I love movies about psychopaths!
Emily the Criminal
We all have our scene. Some people dig body horror movies because seeing the grotesqueries of the human form splattered across the walls with nearly artful inconsequence serves as a kind of sickly flowering catharsis for their own apprehensions and agitations about these fleshy meat-prisons we’re all doomed to spend a few miserable, decaying decades in (or maybe they’re just fucking perverts who like watching people shit out of their eye sockets – David Cronenberg movies are weird and the people who watch them are not well). Other people like romantic comedies because the romantic comedy as a genre asks nothing of you as a viewer except really, really liking Jennifer Aniston, and to be able to suspend your disbelief that anybody would voluntarily spend time with Josh Gad. Still others can’t get enough of World War II movies because they’re either history buffs or because World War II from the Allied perspective has been lionized after all these decades into basically being Lord of the Rings with tanks, and imaging yourself as an Allied soldier at this point is basically akin to pretending you’re a sexy elf bravely fighting for the Fellowship (nobody tell these people about Dresden – we found the city like that! it always smelled like charred flesh!). But, alas, I cannot judge these fucking weirdos and their terrible taste in movies too harshly (God I hate them) because I too have an inexcusably bizarre movie fetish: I love stories about nutters.

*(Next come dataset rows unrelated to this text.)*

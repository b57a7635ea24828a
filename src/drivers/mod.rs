//! Device drivers subsystem
//!
//! Organized by device class:
//! - `mmio`: register access over a PCI memory BAR
//! - `poll`: bounded busy-wait helper shared by register handshakes
//! - `net`: network device drivers

pub mod mmio;
pub mod net;
pub mod poll;
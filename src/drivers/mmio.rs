//! Register access layer
//!
//! The controller's registers live in a PCI memory BAR. Drivers only see the
//! [`RegisterAccess`] trait, so the same driver code runs against the real
//! BAR ([`MmioRegisters`]) and against a simulated register file in tests.

use volatile::Volatile;

/// 32-bit register access by byte offset from the start of the BAR.
pub trait RegisterAccess {
    fn read32(&mut self, offset: usize) -> u32;

    fn write32(&mut self, offset: usize, value: u32);

    /// Read-modify-write: set `bits`. Returns the value written.
    fn or32(&mut self, offset: usize, bits: u32) -> u32 {
        let value = self.read32(offset) | bits;
        self.write32(offset, value);
        value
    }

    /// Read-modify-write: keep only `mask`. Returns the value written.
    fn and32(&mut self, offset: usize, mask: u32) -> u32 {
        let value = self.read32(offset) & mask;
        self.write32(offset, value);
        value
    }
}

/// Memory-mapped registers at a fixed virtual address.
pub struct MmioRegisters {
    base: usize,
    size: usize,
}

impl MmioRegisters {
    /// Wrap a mapped BAR.
    ///
    /// # Safety
    /// `base..base + size` must be a mapping of the device's register BAR,
    /// 4-byte aligned, and must stay mapped for the lifetime of the value.
    pub const unsafe fn new(base: usize, size: usize) -> Self {
        Self { base, size }
    }

    #[inline]
    fn register(&mut self, offset: usize) -> &mut Volatile<u32> {
        assert!(
            offset % 4 == 0 && offset + 4 <= self.size,
            "register offset {:#x} outside BAR",
            offset
        );
        // SAFETY: `new` guarantees the BAR is mapped and aligned, and the
        // assertion keeps the access inside it. Volatile<u32> is a
        // transparent wrapper, so the cast preserves layout.
        unsafe { &mut *((self.base + offset) as *mut Volatile<u32>) }
    }
}

impl RegisterAccess for MmioRegisters {
    #[inline]
    fn read32(&mut self, offset: usize) -> u32 {
        self.register(offset).read()
    }

    #[inline]
    fn write32(&mut self, offset: usize, value: u32) {
        self.register(offset).write(value)
    }
}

Nightcrawler, There Will Be Blood, The Wolf of Wall Street, Mary Poppins – my heart always finds itself drawn, like a wistful lover with a White Snake tattoo, towards movies in which our protagonist discovers – strangely, dumbly, through gestures rather than words, like a shark slowly grasping the terrible potential of its hunger – that the reason why they’ve long struggled to gain any kind of handhold in society, why they seem out of step with everyone around them, isn’t because they themselves are incompetent or not properly proportioned for this world but rather because everybody else is fucked up – laned in as they are by these dumb flare-ups in the tummy-space called emotions and feelings of connection to other human lives. Once our – I, uh, hesitate to say “hero”, so let’s just call them “the person the camera is usually pointing at” – comes to terms with this – and realizes that their own attempts to fit in with these people has always been performance art at best – well, it’s off to that de-luxe apartment in the sky (assuming you define de-luxe apartment as “beating Paul Dano to death with a bowling pin”). It turns out, horrifyingly, but also with the giddiness of a mid-movie Disney montage, that once you view the people around you as things rather than humans, and start to treat them as disposable as garbage, anything is possible! Life is gross!
Let’s Talk About the Movie Now, Eh?
Oh yeah all of this is about a movie. Emily the Criminal is a goddamned treat of a film, and one of the best flicks I’ve seen in a while. It’s good for a lot of reasons, some of which I’ll actually get to before hitting my word limit, but chief among the pelts hanging from this movie’s belt is its understanding, with a clarity bordering on virtuosity that’s a little unnerving in its own right, that, contrary to the romanticized folly of the tragic hero arc (which itself stems from our human urge to rationalize everything grim in our lives back towards a moral plane we can understand) monsters aren’t created by tragic circumstance so much as they finally encounter the trigger or the context that allows them to release their long-held darkness – that moment wherein they finally find themselves deposited into the proper soil from which they can flower in all the vile ways they’ve long been discouraged from flowering, like when a child vampire comes across the gang from Near Dark, or when a miserable racist discovers Fox News. And the matter-of-fact way in which the movie’s namesake collects and makes sense of those previously incoherent fragments of her true identity is a masterclass in understated detail, and also social horror.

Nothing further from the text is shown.